Bottom line: NetEase’s new global expansion could stand a good chance of success due to its strong record with self-developed titles, which could help it pass Baidu in market value over the next 1-2 years.
The company that made its name from a series of games based on the famous Chinese novel Journey to the West is trying to turn that story into reality, as NetEase (Nasdaq: NTES) eyes expansion outside its home market. The West contained in NetEase’s latest announcement is quite different from the West in the classic novel, the former referring to North America and Europe while the latter refers to India.
But other similarities between the novel and this new global expansion do abound in NetEase’s new announcement that it has just held its first-ever developer’s forum in the West. In both cases, the main character is traveling into unfamiliar terrain in pursuit of major rewards. And in both cases, each faces big challenges before attaining those goals.
We know in advance that the protagonist in the Journey to the West novel ultimately succeeds in his goal of obtaining some Buddhist scriptures. But it’s hardly clear that NetEase will be able to do the same. Still, I have quite a bit of confidence in NetEase’s team led by founder Ding Lei, who is one of China’s unspoken Internet titans but often gets lost in the shuffle due to his similarities with the even more successful Pony Ma, founder of Tencent (HKEx: 700).
All that said, let’s look more closely at the latest headlines that have NetEase stating its intention to crack lucrative but extremely competitive Western markets by holding its first developers forum in San Francisco. (company announcement) NetEase tells us it decided to hold the event in light of the recent traction it has gained outside China, and that going forward it will hold regular similar events.
At the forum the company outlined its new roadmap into the West, including plans to launch a 3D game this spring, followed by a roll-out of its popular Onmyoji title. Later in the year the company also plans to roll out a new title created by a more international development team with talent from China, Korea, the US and Germany, specifically targeting a more global audience.
The announcement says that Ding Lei will put big focus on non-China markets in the next 3-5 years, though it doesn’t give any more specifics. The company previously announced its plans for a global roll-out of Onmyoji, saying it will market the game in the US, Europe, Japan, Canada and Southeast Asia this year. But there’s no mention of global sales, which leads me to believe those are still insignificant for the company.
NetEase operates a hybrid model, which sees it license big-name global titles like World of Warcraft from third-parties, while also developing its own games. That formula has helped it emerge as a clear number-two in China’s online game market, behind only Tencent. What’s more, NetEase has been able to post significantly better growth than all of China’s other Internet majors, including 62 percent growth in gaming revenue last year.
The company’s success hasn’t gone unnoticed by investors, with NetEase’s stock tripling over the last two years. At its current market value of $40 billion, the company is now China’s clear fourth largest Internet company, behind only the BAT trio of Baidu (Nasdaq: BIDU), Alibaba (Nasdaq: BABA) and Tencent. What’s more, it would only require another 50 percent rise in its stock to overtake Baidu.

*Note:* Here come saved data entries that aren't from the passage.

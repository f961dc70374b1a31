use std::process::{Command, Output};

// Run the built binary, optionally with RUST_LOG set
fn run_binary(rust_log: Option<&str>) -> Output {
    let mut cmd = Command::new(env!("CARGO_BIN_EXE_sqlprobe"));
    match rust_log {
        Some(value) => cmd.env("RUST_LOG", value),
        None => cmd.env_remove("RUST_LOG"),
    };
    cmd.output().unwrap()
}

#[test]
fn binary_logs_version_and_exits_zero() {
    let output = run_binary(None);
    let stderr = String::from_utf8_lossy(&output.stderr);

    assert_eq!(output.status.code(), Some(0), "stderr: {}", stderr);
    let expected = format!("sqlite version: {}", rusqlite::version());
    assert!(stderr.contains(&expected), "stderr: {}", stderr);
}

#[test]
fn rust_log_cannot_hide_the_version_line() {
    let expected = format!("sqlite version: {}", rusqlite::version());

    for level in ["off", "warn", "error"] {
        let output = run_binary(Some(level));
        let stderr = String::from_utf8_lossy(&output.stderr);

        assert_eq!(output.status.code(), Some(0), "RUST_LOG={}: {}", level, stderr);
        assert!(stderr.contains(&expected), "RUST_LOG={}: {}", level, stderr);
    }
}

The company’s new journey to the West reflects Ding Lei’s realization that his breakneck growth in China can’t go on forever. And in fact, we already saw signs that things at home were slowing down, with NetEase’s fourth-quarter revenue growth slowing to 53 percent, which was far less than the 67 percent growth figure for the entire year.
Without seeing any of the company’s new games, I can only venture my prediction on the chances for NetEase’s global success based on my knowledge of Ding and the team he has built over the years. Their track record is certainly very strong, especially in terms of creating self-developed titles — a quality that isn’t usually attributed to Tencent.
Accordingly, I would venture an educated guess that this global push by NetEase could stand a strong chance of success, perhaps 60 percent. Its biggest challenges will be acclimating to a more global operating environment, where it will face much stiffer competition from global titans like Activision Blizzard (Nasdaq: ATVI) and Electronic Arts (EA).